* WHAT YOU HAVE TO DO
The answer must be every line from the entries below that includes "before".

··· MATERIAL SHOWN ···

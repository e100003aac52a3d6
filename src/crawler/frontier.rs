//! FIFO queue of canonical URLs waiting to be fetched

use std::collections::VecDeque;
use std::sync::{Mutex, MutexGuard};
use tokio::sync::Notify;

/// Shared breadth-first queue
///
/// Every critical section is a single queue operation; the lock is never held
/// across an await. Each push wakes a task parked in [`Frontier::notified`].
#[derive(Debug, Default)]
pub struct Frontier {
    queue: Mutex<VecDeque<String>>,
    pushed: Notify,
}

impl Frontier {
    pub fn new() -> Self {
        Self::default()
    }

    fn lock(&self) -> MutexGuard<'_, VecDeque<String>> {
        self.queue.lock().unwrap_or_else(|poisoned| poisoned.into_inner())
    }

    /// Removes the oldest URL without blocking
    pub fn pop_front(&self) -> Option<String> {
        self.lock().pop_front()
    }

    pub fn push_back(&self, url: String) {
        self.lock().push_back(url);
        self.pushed.notify_one();
    }

    /// Returns a URL to the head of the queue without signalling
    ///
    /// Used when a dequeued URL could not be handed off and must keep its
    /// place in breadth-first order.
    pub fn push_front(&self, url: String) {
        self.lock().push_front(url);
    }

    /// Appends URLs in order, signalling once if anything was added
    pub fn extend<I>(&self, urls: I)
    where
        I: IntoIterator<Item = String>,
    {
        let added = {
            let mut queue = self.lock();
            let before = queue.len();
            queue.extend(urls);
            queue.len() > before
        };
        if added {
            self.pushed.notify_one();
        }
    }

    pub fn len(&self) -> usize {
        self.lock().len()
    }

    pub fn is_empty(&self) -> bool {
        self.lock().is_empty()
    }

    /// Copy of the pending URLs in dequeue order
    pub fn snapshot(&self) -> Vec<String> {
        self.lock().iter().cloned().collect()
    }

    /// Completes on the next push, or immediately if a push happened while
    /// nobody was waiting
    pub async fn notified(&self) {
        self.pushed.notified().await;
    }
}
//! Fetch workers
//!
//! Each worker takes URLs from the shared intake, waits for a rate limiter
//! permit, fetches and persists the page, then feeds admissible links back
//! into the frontier.

use crate::crawler::context::CrawlContext;
use crate::crawler::rate_limiter::RateLimiter;
use crate::url::{canonicalize, is_on_domain, resolve_link};
use std::sync::atomic::Ordering;
use std::sync::Arc;
use tokio::sync::{mpsc, Mutex};
use url::Url;

/// Receiving end of the intake channel, shared by all workers
pub(crate) type SharedIntake = Arc<Mutex<mpsc::Receiver<String>>>;

/// How often a progress line is logged, in pages
const PROGRESS_EVERY: u64 = 10;

/// Runs one worker until the intake is closed and drained
pub(crate) async fn run_worker(
    id: usize,
    ctx: Arc<CrawlContext>,
    limiter: Arc<RateLimiter>,
    intake: SharedIntake,
) {
    tracing::debug!("Worker {} started", id);

    loop {
        let next = intake.lock().await.recv().await;
        let Some(url) = next else {
            break;
        };
        let _ticket = ctx.receive_ticket();

        if ctx.should_stop() {
            tracing::debug!("Worker {} dropping {}: crawl is stopping", id, url);
            continue;
        }

        limiter.acquire().await;

        // The budget may have been crossed while this worker queued for a permit
        if ctx.should_stop() {
            tracing::debug!("Worker {} dropping {}: crawl is stopping", id, url);
            continue;
        }

        process_url(&ctx, &url).await;
    }

    tracing::debug!("Worker {} exiting", id);
}

/// Fetches one URL and enqueues what it links to
async fn process_url(ctx: &CrawlContext, url: &str) {
    let target = match Url::parse(url) {
        Ok(target) => target,
        Err(e) => {
            ctx.counters.record_error();
            tracing::error!("Frontier held unparseable URL {}: {}", url, e);
            return;
        }
    };

    tracing::debug!("Fetching {}", target);

    let page = match ctx.fetcher.fetch(&target).await {
        Ok(page) => page,
        Err(e) => {
            ctx.counters.record_error();
            tracing::error!("Failed to fetch {}: {}", target, e);
            return;
        }
    };

    if !page.is_success() {
        tracing::warn!("{} returned HTTP {}", target, page.status_code);
    }

    // A redirect target is as good as visited
    let landed = canonicalize(page.url.clone());
    if landed != target && ctx.gate.is_unique(landed.as_str()) {
        tracing::debug!("{} redirected to {}", target, landed);
    }

    let fetched = ctx.counters.record_page(page.bytes());
    if fetched % PROGRESS_EVERY == 0 {
        tracing::info!(
            "Progress: {} pages fetched, {} in frontier, {} unique URLs",
            fetched,
            ctx.frontier.len(),
            ctx.gate.count()
        );
    }

    if !page.is_html() {
        tracing::debug!(
            "Not extracting links from {} ({})",
            page.url,
            page.content_type.as_deref().unwrap_or("unknown type")
        );
        return;
    }

    let hrefs = ctx.extractor.extract_links(&page.url, &page.body);
    let enqueued = admit_links(ctx, &page.url, hrefs);
    tracing::debug!("{} new URLs enqueued from {}", enqueued, page.url);
}

/// Resolves hrefs against `base` and pushes the on-domain, never-seen ones
///
/// Returns how many URLs were enqueued.
pub(crate) fn admit_links<I>(ctx: &CrawlContext, base: &Url, hrefs: I) -> usize
where
    I: IntoIterator<Item = String>,
{
    let mut admitted = Vec::new();

    for href in hrefs {
        ctx.counters.links_discovered.fetch_add(1, Ordering::Relaxed);

        let Some(resolved) = resolve_link(base, &href) else {
            ctx.counters.links_invalid.fetch_add(1, Ordering::Relaxed);
            continue;
        };

        if !is_on_domain(&ctx.target_domain, &resolved) {
            ctx.counters.links_off_domain.fetch_add(1, Ordering::Relaxed);
            continue;
        }

        let resolved = String::from(resolved);
        if ctx.gate.is_unique(&resolved) {
            admitted.push(resolved);
        }
    }

    let count = admitted.len();
    ctx.counters
        .links_enqueued
        .fetch_add(count as u64, Ordering::Relaxed);
    ctx.frontier.extend(admitted);
    count
}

···

* RESPONSE
            let before = queue.len();
            queue.len() > before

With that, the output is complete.